Guerrero: Los votos de la Montaña

Los obstáculos y dificultades a que se enfrenta en nuestro país el proceso de transición a una sociedad plenamente democrática, presentan modalidades y características particulares en cada una de las muy diversas regiones del territorio. La región de la Montaña de Guerrero, localizada en la parte oriental del estado, ha sido escenario durante la última década, pero sobre todo en los últimos tres años, de un proceso de insurgencia electoral que ha transformado su realidad política considerablemente. La región es una típica zona rural marginada, con agudos niveles de pobreza extrema, habitada en su mayoría por indígenas nahuas, mixtecos y tlapanecos que apenas sobreviven sobre la base de una economía campesina de infrasubsistencia; sometidos económica, social, política y culturalmente durante siglos, los habitantes de esta región han encontrado en la actividad político-electoral una esperanza de cambiar sus terribles condiciones.

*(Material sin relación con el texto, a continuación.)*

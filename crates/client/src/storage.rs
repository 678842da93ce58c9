//! Durable key-value storage for client state.
//!
//! The session store persists the auth token, user profile, and per-user
//! shipping addresses through this abstraction so it can survive restarts.

use std::collections::HashMap;
use std::path::PathBuf;

/// String key-value storage with write-through persistence semantics.
///
/// Implementations must make writes immediately observable to subsequent
/// reads; durability is best-effort (a failed flush is logged, not surfaced).
pub trait Storage {
    /// Read a value.
    fn get(&self, key: &str) -> Option<String>;

    /// Write a value.
    fn set(&mut self, key: &str, value: &str);

    /// Delete a value. Idempotent.
    fn remove(&mut self, key: &str);
}

/// Volatile in-memory storage, used in tests and private browsing contexts.
#[derive(Debug, Default)]
pub struct MemoryStorage {
    values: HashMap<String, String>,
}

impl MemoryStorage {
    /// Create an empty storage.
    #[must_use]
    pub fn new() -> Self {
        Self::default()
    }
}

impl Storage for MemoryStorage {
    fn get(&self, key: &str) -> Option<String> {
        self.values.get(key).cloned()
    }

    fn set(&mut self, key: &str, value: &str) {
        self.values.insert(key.to_owned(), value.to_owned());
    }

    fn remove(&mut self, key: &str) {
        self.values.remove(key);
    }
}

/// File-backed storage persisting the whole map as one JSON document.
///
/// Every mutation rewrites the file. A write failure keeps the in-memory
/// state authoritative and is logged at warn.
#[derive(Debug)]
pub struct FileStorage {
    path: PathBuf,
    values: HashMap<String, String>,
}

impl FileStorage {
    /// Open storage at `path`, loading any existing contents.
    ///
    /// A missing or unreadable file starts empty rather than failing: losing
    /// a persisted session falls back to the unauthenticated state.
    #[must_use]
    pub fn open(path: impl Into<PathBuf>) -> Self {
        let path = path.into();
        let values = std::fs::read_to_string(&path)
            .ok()
            .and_then(|contents| serde_json::from_str(&contents).ok())
            .unwrap_or_default();
        Self { path, values }
    }

    fn flush(&self) {
        match serde_json::to_string_pretty(&self.values) {
            Ok(contents) => {
                if let Err(e) = std::fs::write(&self.path, contents) {
                    tracing::warn!("failed to persist client storage to {:?}: {e}", self.path);
                }
            }
            Err(e) => tracing::warn!("failed to serialize client storage: {e}"),
        }
    }
}

impl Storage for FileStorage {
    fn get(&self, key: &str) -> Option<String> {
        self.values.get(key).cloned()
    }

    fn set(&mut self, key: &str, value: &str) {
        self.values.insert(key.to_owned(), value.to_owned());
        self.flush();
    }

    fn remove(&mut self, key: &str) {
        if self.values.remove(key).is_some() {
            self.flush();
        }
    }
}

#[cfg(test)]
mod tests {
    use super::*;

    #[test]
    fn test_memory_storage_roundtrip() {
        let mut storage = MemoryStorage::new();
        assert_eq!(storage.get("token"), None);

        storage.set("token", "abc");
        assert_eq!(storage.get("token").as_deref(), Some("abc"));

        storage.remove("token");
        assert_eq!(storage.get("token"), None);
        // Idempotent
        storage.remove("token");
    }

    #[test]
    fn test_file_storage_survives_reopen() {
        let path = std::env::temp_dir().join(format!(
            "denfit-storage-test-{}.json",
            std::process::id()
        ));
        let _ = std::fs::remove_file(&path);

        {
            let mut storage = FileStorage::open(&path);
            storage.set("user", "{\"id\":1}");
        }

        let reopened = FileStorage::open(&path);
        assert_eq!(reopened.get("user").as_deref(), Some("{\"id\":1}"));

        let _ = std::fs::remove_file(&path);
    }

    #[test]
    fn test_file_storage_missing_file_starts_empty() {
        let storage = FileStorage::open("/nonexistent/denfit-test.json");
        assert_eq!(storage.get("token"), None);
    }
}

En este marco, la próxima contienda electoral para elegir diputados federales y senadores, representa para el PRI un reto para el continuo proceso de avance de la fuerza electoral de izquierda representada ahora por el PRD; para este último significa la posibilidad de consolidar el gran paso dado durante las convulsionadas elecciones de alcaldes y diputados locales en 1989. Aquí se presenta un esquema electoral polarizado entre el partido oficial y la izquierda, ya que el PAN y otras agrupaciones políticas son prácticamente inexistentes.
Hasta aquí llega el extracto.